*Task goal*.
What is the number of lines in the entries that include the word "rendered"? Respond with the number only.

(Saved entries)
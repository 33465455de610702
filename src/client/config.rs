//! Connection settings for a Mealie server, read once from the environment.

use std::fmt;
use std::time::Duration;

use crate::client::error::{MealieError, Result};

pub const URL_VAR: &str = "MEALIE_URL";
pub const USERNAME_VAR: &str = "MEALIE_USERNAME";
pub const PASSWORD_VAR: &str = "MEALIE_PASSWORD";
pub const TIMEOUT_VAR: &str = "MEALIE_TIMEOUT_SECS";

const DEFAULT_TIMEOUT_SECS: u64 = 30;

/// Base URL and password-grant credentials for one Mealie server.
///
/// Values are taken as-is apart from the trailing `/` on the base URL, which
/// is stripped so paths like `/api/recipes` can be appended directly.
#[derive(Clone)]
pub struct ClientConfig {
    pub base_url: String,
    pub username: String,
    pub password: String,
    /// Applied to every request, including the token fetch.
    pub timeout: Duration,
}

impl ClientConfig {
    pub fn new(
        base_url: impl Into<String>,
        username: impl Into<String>,
        password: impl Into<String>,
    ) -> Self {
        Self {
            base_url: base_url.into().trim_end_matches('/').to_string(),
            username: username.into(),
            password: password.into(),
            timeout: Duration::from_secs(DEFAULT_TIMEOUT_SECS),
        }
    }

    pub fn with_timeout(mut self, timeout: Duration) -> Self {
        self.timeout = timeout;
        self
    }

    /// Reads `MEALIE_URL`, `MEALIE_USERNAME`, `MEALIE_PASSWORD` and the
    /// optional `MEALIE_TIMEOUT_SECS`.
    pub fn from_env() -> Result<Self> {
        Self::from_lookup(|key| std::env::var(key).ok())
    }

    /// Same as [`ClientConfig::from_env`] with a caller-supplied variable source.
    ///
    /// Unset credentials become empty strings here; [`ClientConfig::validate`]
    /// is what rejects them.
    pub fn from_lookup<F>(lookup: F) -> Result<Self>
    where
        F: Fn(&str) -> Option<String>,
    {
        let var = |key: &str| lookup(key).unwrap_or_default();

        let timeout = match lookup(TIMEOUT_VAR) {
            Some(raw) if !raw.trim().is_empty() => {
                let secs: u64 = raw.trim().parse().map_err(|_| {
                    MealieError::Configuration(format!(
                        "{} must be a whole number of seconds, got '{}'",
                        TIMEOUT_VAR, raw
                    ))
                })?;
                Duration::from_secs(secs)
            }
            _ => Duration::from_secs(DEFAULT_TIMEOUT_SECS),
        };

        Ok(Self::new(var(URL_VAR), var(USERNAME_VAR), var(PASSWORD_VAR)).with_timeout(timeout))
    }

    /// Rejects configurations that could never authenticate.
    pub fn validate(&self) -> Result<()> {
        let missing: Vec<&str> = [
            (URL_VAR, &self.base_url),
            (USERNAME_VAR, &self.username),
            (PASSWORD_VAR, &self.password),
        ]
        .into_iter()
        .filter(|(_, value)| value.trim().is_empty())
        .map(|(name, _)| name)
        .collect();

        if !missing.is_empty() {
            return Err(MealieError::Configuration(format!(
                "missing required settings: {}",
                missing.join(", ")
            )));
        }

        if !(self.base_url.starts_with("http://") || self.base_url.starts_with("https://")) {
            return Err(MealieError::Configuration(format!(
                "{} must start with http:// or https://, got '{}'",
                URL_VAR, self.base_url
            )));
        }

        if self.timeout.is_zero() {
            return Err(MealieError::Configuration(format!(
                "{} must be greater than zero",
                TIMEOUT_VAR
            )));
        }

        Ok(())
    }

    pub fn url(&self, path: &str) -> String {
        format!("{}{}", self.base_url, path)
    }
}

impl fmt::Debug for ClientConfig {
    fn fmt(&self, f: &mut fmt::Formatter<'_>) -> fmt::Result {
        f.debug_struct("ClientConfig")
            .field("base_url", &self.base_url)
            .field("username", &self.username)
            .field("password", &"<redacted>")
            .field("timeout", &self.timeout)
            .finish()
    }
}

#[cfg(test)]
mod tests {
    use super::*;
    use std::collections::HashMap;

    fn lookup(pairs: &[(&str, &str)]) -> impl Fn(&str) -> Option<String> {
        let map: HashMap<String, String> = pairs
            .iter()
            .map(|(k, v)| (k.to_string(), v.to_string()))
            .collect();
        move |key| map.get(key).cloned()
    }

    #[test]
    fn strips_trailing_slashes_from_base_url() {
        let config = ClientConfig::from_lookup(lookup(&[
            (URL_VAR, "https://mealie.example//"),
            (USERNAME_VAR, "chef"),
            (PASSWORD_VAR, "secret"),
        ]))
        .unwrap();

        assert_eq!(config.base_url, "https://mealie.example");
        assert_eq!(config.url("/api/recipes"), "https://mealie.example/api/recipes");
        assert_eq!(config.timeout, Duration::from_secs(30));
        assert!(config.validate().is_ok());
    }

    #[test]
    fn missing_credentials_fail_validation() {
        let config = ClientConfig::from_lookup(lookup(&[(URL_VAR, "https://mealie.example")])).unwrap();

        let err = config.validate().unwrap_err();
        let message = err.to_string();
        assert!(matches!(err, MealieError::Configuration(_)));
        assert!(message.contains(USERNAME_VAR));
        assert!(message.contains(PASSWORD_VAR));
        assert!(!message.contains(URL_VAR));
    }

    #[test]
    fn rejects_base_url_without_scheme() {
        let config = ClientConfig::new("mealie.example", "chef", "secret");
        assert!(matches!(config.validate(), Err(MealieError::Configuration(_))));
    }

    #[test]
    fn parses_timeout_override() {
        let config = ClientConfig::from_lookup(lookup(&[
            (URL_VAR, "http://localhost:9000"),
            (USERNAME_VAR, "chef"),
            (PASSWORD_VAR, "secret"),
            (TIMEOUT_VAR, " 5 "),
        ]))
        .unwrap();
        assert_eq!(config.timeout, Duration::from_secs(5));

        let err = ClientConfig::from_lookup(lookup(&[(TIMEOUT_VAR, "soon")])).unwrap_err();
        assert!(matches!(err, MealieError::Configuration(_)));

        let zero = ClientConfig::new("http://localhost:9000", "chef", "secret")
            .with_timeout(Duration::ZERO);
        assert!(zero.validate().is_err());
    }

    #[test]
    fn debug_output_hides_password() {
        let config = ClientConfig::new("http://localhost:9000", "chef", "secret");
        let rendered = format!("{:?}", config);
        assert!(rendered.contains("chef"));
        assert!(!rendered.contains("secret"));
    }
}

*Exercise result*.
3